Love your jacket, and your mending! I am going to darn a sock today, so I will only have one more to repair…it will need a new foot. So far, we are good here and the girls are well and safe in MT. Girl #2’s guys is in lock down with his aunt in Italy, but as of this morning they are OK.
As for your top/dress/tunic, I think it is too long for you (unless you want the option of the dress.) if not, I would consider taking off 4-6 inches? If that doesn’t appeal, your front bustle works fine!

Liked by 1 person

I think you may well be right about the length of the dress/top, and the material is really too light to have much weight. At the moment it is in the ironing basket, then I will try it out with the ‘bustle’. If that doesn’t work I will take off some (I agree with you about the amount).

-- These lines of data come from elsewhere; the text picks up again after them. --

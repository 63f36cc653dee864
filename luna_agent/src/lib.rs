#![deny(
    clippy::all,
    clippy::nursery,
    clippy::pedantic,
    clippy::style,
    clippy::complexity,
    clippy::perf,
    clippy::correctness,
    clippy::suspicious,
    clippy::unwrap_used,
    clippy::expect_used
)]
#![allow(clippy::missing_errors_doc, clippy::module_name_repetitions)]

mod parser;
mod prompt;
mod react;

pub use parser::{AgentStep, ParseError, parse_output, truncate_at_observation};
pub use react::{AgentConfig, ReactAgent};
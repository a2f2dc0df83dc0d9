use std::cmp::Reverse;

use itertools::Itertools;

use crate::data::{AssignmentId, LectureId};
use crate::state::SearchState;

impl SearchState<'_> {
    /// Minimum-remaining-values variable choice: the unassigned lecture
    /// with the fewest candidates left. Ties go to the lowest lecture
    /// index (original input order) so runs are reproducible.
    pub(crate) fn select_most_constrained(&self) -> Option<LectureId> {
        (0..self.domains.len())
            .filter(|&l| self.is_unassigned(l))
            .min_by_key(|&l| (self.domains[l].len(), l))
    }

    /// Least-constraining-value ordering for `lecture`'s candidates.
    ///
    /// Each candidate is tentatively fixed and propagated on the trail;
    /// its score is the candidate total left across the other lectures,
    /// and the trial is then undone. Candidates are returned in
    /// descending score order with candidate index as the stable
    /// tie-break. A candidate whose trial propagation fails scores zero
    /// and sinks to the back, but is never dropped; keeping dead ends in
    /// the ordering keeps the search complete.
    pub(crate) fn order_least_constraining(&mut self, lecture: LectureId) -> Vec<AssignmentId> {
        let candidates: Vec<AssignmentId> =
            self.domains[lecture].iter().copied().sorted().collect();

        let mut scored: Vec<(AssignmentId, usize)> = candidates
            .into_iter()
            .map(|candidate| {
                let mark = self.mark();
                let score = match self.fix_and_propagate(lecture, candidate) {
                    Ok(()) => self.remaining_values(lecture),
                    Err(_) => 0,
                };
                self.undo_to(mark);
                (candidate, score)
            })
            .collect();

        scored.sort_by_key(|&(_, score)| Reverse(score));
        scored.into_iter().map(|(candidate, _)| candidate).collect()
    }
}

If that doesn’t work I will send it to the op-shop! I am glad that you and your loved ones are well.

Liked by 1 person

First off, exquisite work…I wish I were wealthy and could entice you to become my personal wardrobe maker… 😎
Second – your concluding paragraph really reveals your (he)art and expresses beautifully much of what I for one feel…and probably most of the crafting community.

Liked by 1 person

Thank you for the compliments, but I am actually not a very good at sewing. I learnt as a child/teenager, but it has taken me all this time, and many garments I have not been happy with, to learn that the key is in choosing the right material. not a cheap solution, but a satisfactory one.
I think there are many of us who feel the need to mend and heal the world.

Liked by 1 person

It’s not the Covid-19 that is affecting my well being but a personal issue that some of you are aware of. I know I well recover, mentally and be stronger for it but I’m working with it rather than avoiding it…
However, there has been panic buying here, and now it’s emails from places that have my email address – innocent places: retailers, Auckland public transport and more recently my property manager. And usually it two emails with the same details “panic model” IMHO.Some assume I’ve not heard about the virus.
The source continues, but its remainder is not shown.